Tu ne sais ce qui t’attend au bout, et ton pas engagé maintenant déborde tous les paris du monde, tu enlaces la vie, tu la foules, brassant mille projets, mille espérances, mille regrets et tous les inconnus croisés jamais nommés ou si mal nommés ; sur la draille où tu t’élances ton pas s’allonge dans le pas des colporteurs, des bergers et des faucheurs, dans le sabot des chèvres. Parfois la Terre penche, il suffit de se pencher aussi ; ta route grimpe, et tu te plains d’étranges souffrances dans tes muscles endoloris ; accueille la peine, la douleur, le chagrin, aussi. Le paysage garde la trace du chemin, malgré l’infidélité des hommes.

Va va va où ton ombre t’emporte, ne la retiens pas, écoute au loin la cloche du troupeau qui assaille la colline en face, dans le calme du ciel, écoute le tumulte de ton cœur et ta respiration tarie, surprends le trésor dans la couleur du soleil et dans le repos tremblant du lac à tes pieds. Et à la nuit, peut-être la dernière, ralentis le pas, surprends l’air dans sa fluidité, imprègne-toi de la fragilité du monde, au bout de ta route brandis-la, haut, réjouis-toi d’être si vulnérable, réjouis-toi de bientôt arriver.

Photographie : Mousses, ©Françoise Renaud, 2016

5 commentaires

  1. Ping :Surtout ne rien perdre. Le vase d’avril. | Les ateliers du déluge

  2. jacqueline de Saint Jean de Maurienne.

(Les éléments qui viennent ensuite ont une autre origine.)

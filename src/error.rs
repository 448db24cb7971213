/// Error types for the social API
///
/// Every handler returns `Result<HttpResponse, AppError>`; the
/// `ResponseError` impl converts failures into JSON error responses.
use actix_web::{error::ResponseError, http::StatusCode, HttpResponse};
use thiserror::Error;

/// Result type for API operations
pub type Result<T> = std::result::Result<T, AppError>;

#[derive(Debug, Error)]
pub enum AppError {
    /// Resource does not exist
    #[error("{0}")]
    NotFound(String),

    /// Duplicate edge, self-directed edge, or other "already exists" state.
    /// Reported as 400 with a descriptive message, matching the API contract.
    #[error("{0}")]
    Conflict(String),

    /// Authenticated but not allowed
    #[error("{0}")]
    Forbidden(String),

    /// Missing or invalid credentials
    #[error("{0}")]
    Unauthorized(String),

    /// Request payload failed validation
    #[error("{0}")]
    Validation(String),

    /// Malformed request (bad ids, bad query params, bad upload)
    #[error("{0}")]
    BadRequest(String),

    /// Database operation failed
    #[error("Database error: {0}")]
    Database(#[source] sqlx::Error),

    /// Anything else that should never reach the client verbatim
    #[error("Internal error: {0}")]
    Internal(String),
}

impl ResponseError for AppError {
    fn status_code(&self) -> StatusCode {
        match self {
            AppError::NotFound(_) => StatusCode::NOT_FOUND,
            AppError::Conflict(_) => StatusCode::BAD_REQUEST,
            AppError::Forbidden(_) => StatusCode::FORBIDDEN,
            AppError::Unauthorized(_) => StatusCode::UNAUTHORIZED,
            AppError::Validation(_) => StatusCode::BAD_REQUEST,
            AppError::BadRequest(_) => StatusCode::BAD_REQUEST,
            AppError::Database(_) | AppError::Internal(_) => StatusCode::INTERNAL_SERVER_ERROR,
        }
    }

    fn error_response(&self) -> HttpResponse {
        let status = self.status_code();

        let error_msg = if status == StatusCode::INTERNAL_SERVER_ERROR {
            tracing::error!(error = %self, "Request failed");
            "Internal server error".to_string()
        } else {
            self.to_string()
        };

        HttpResponse::build(status).json(serde_json::json!({
            "error": error_msg,
            "status": status.as_u16(),
        }))
    }
}

impl From<sqlx::Error> for AppError {
    fn from(err: sqlx::Error) -> Self {
        match &err {
            sqlx::Error::RowNotFound => AppError::NotFound("Resource not found.".to_string()),
            sqlx::Error::Database(db_err) if db_err.is_unique_violation() => {
                AppError::Conflict("Resource already exists.".to_string())
            }
            _ => AppError::Database(err),
        }
    }
}

impl From<validator::ValidationErrors> for AppError {
    fn from(err: validator::ValidationErrors) -> Self {
        AppError::Validation(err.to_string())
    }
}

#[cfg(test)]
mod tests {
    use super::*;

    #[test]
    fn conflict_is_reported_as_bad_request() {
        let err = AppError::Conflict("You have already liked this post.".to_string());
        assert_eq!(err.status_code(), StatusCode::BAD_REQUEST);
    }

    #[test]
    fn status_codes_match_taxonomy() {
        assert_eq!(
            AppError::NotFound("Post not found.".into()).status_code(),
            StatusCode::NOT_FOUND
        );
        assert_eq!(
            AppError::Forbidden("nope".into()).status_code(),
            StatusCode::FORBIDDEN
        );
        assert_eq!(
            AppError::Unauthorized("no token".into()).status_code(),
            StatusCode::UNAUTHORIZED
        );
        assert_eq!(
            AppError::Internal("boom".into()).status_code(),
            StatusCode::INTERNAL_SERVER_ERROR
        );
    }

    #[test]
    fn row_not_found_maps_to_not_found() {
        let err: AppError = sqlx::Error::RowNotFound.into();
        assert!(matches!(err, AppError::NotFound(_)));
    }

    #[test]
    fn client_facing_message_is_unprefixed() {
        let err = AppError::Conflict("You can not block yourself.".to_string());
        assert_eq!(err.to_string(), "You can not block yourself.");
    }
}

    voies communicantes pour des chemins croisés qui nous emmènent dans vos pas où le corps et l’âme se correspondent et se répondent en un chant d’hommage ã la nature. »Voix communicantes » pour Francis Royo que je vais découvrir grace à vos vases communicants…. Ou les mots nous entrainent vers des rivages insoupçonnés ….avec toute mon amitié. Jacqueline.

  3. Jean-luc Rocher

    Les deux photographies de Marlen Sauvage et de Françoise Renaud quand on les observe ne pouvaient qu’aboutir à un texte débouchant sur le chemin c’est du moins ce que j’aurai fait si j’avais dû écrire sur l’une où l’autre de ces photos. Le chemin lorsqu’on ne le connait pas à quelque chose de magique, chaque pas parcouru met en route l’imaginaire se mêlant à la beauté du paysage alentour. Merci pour ces beaux textes qui se rejoignent et apportent un peu de douceur et de lenteur dans nos vies trop rapides où l’on court souvent après d’inutiles besoins et objets. Merci à toutes les deux de m’avoir fait rêver.
    Jean-Luc Rocher

  4. Je découvre une écriture comme un écho à ce que jamais je ne dirai. Et justement, cela a été écrit et ma lecture font vos mots les miens. Un fort joli miracle.

  5. vases communicants l’un dans l’autre à l’image des photos qui se complètent et des chemins qui se ressemblent, se mélangent. Toute la sensibilité d’un parcours, d’un promenade dans la nature de sensations et d’odeurs – oui d’odeurs- de sons et de couleurs. Une alchimie artistique réussie.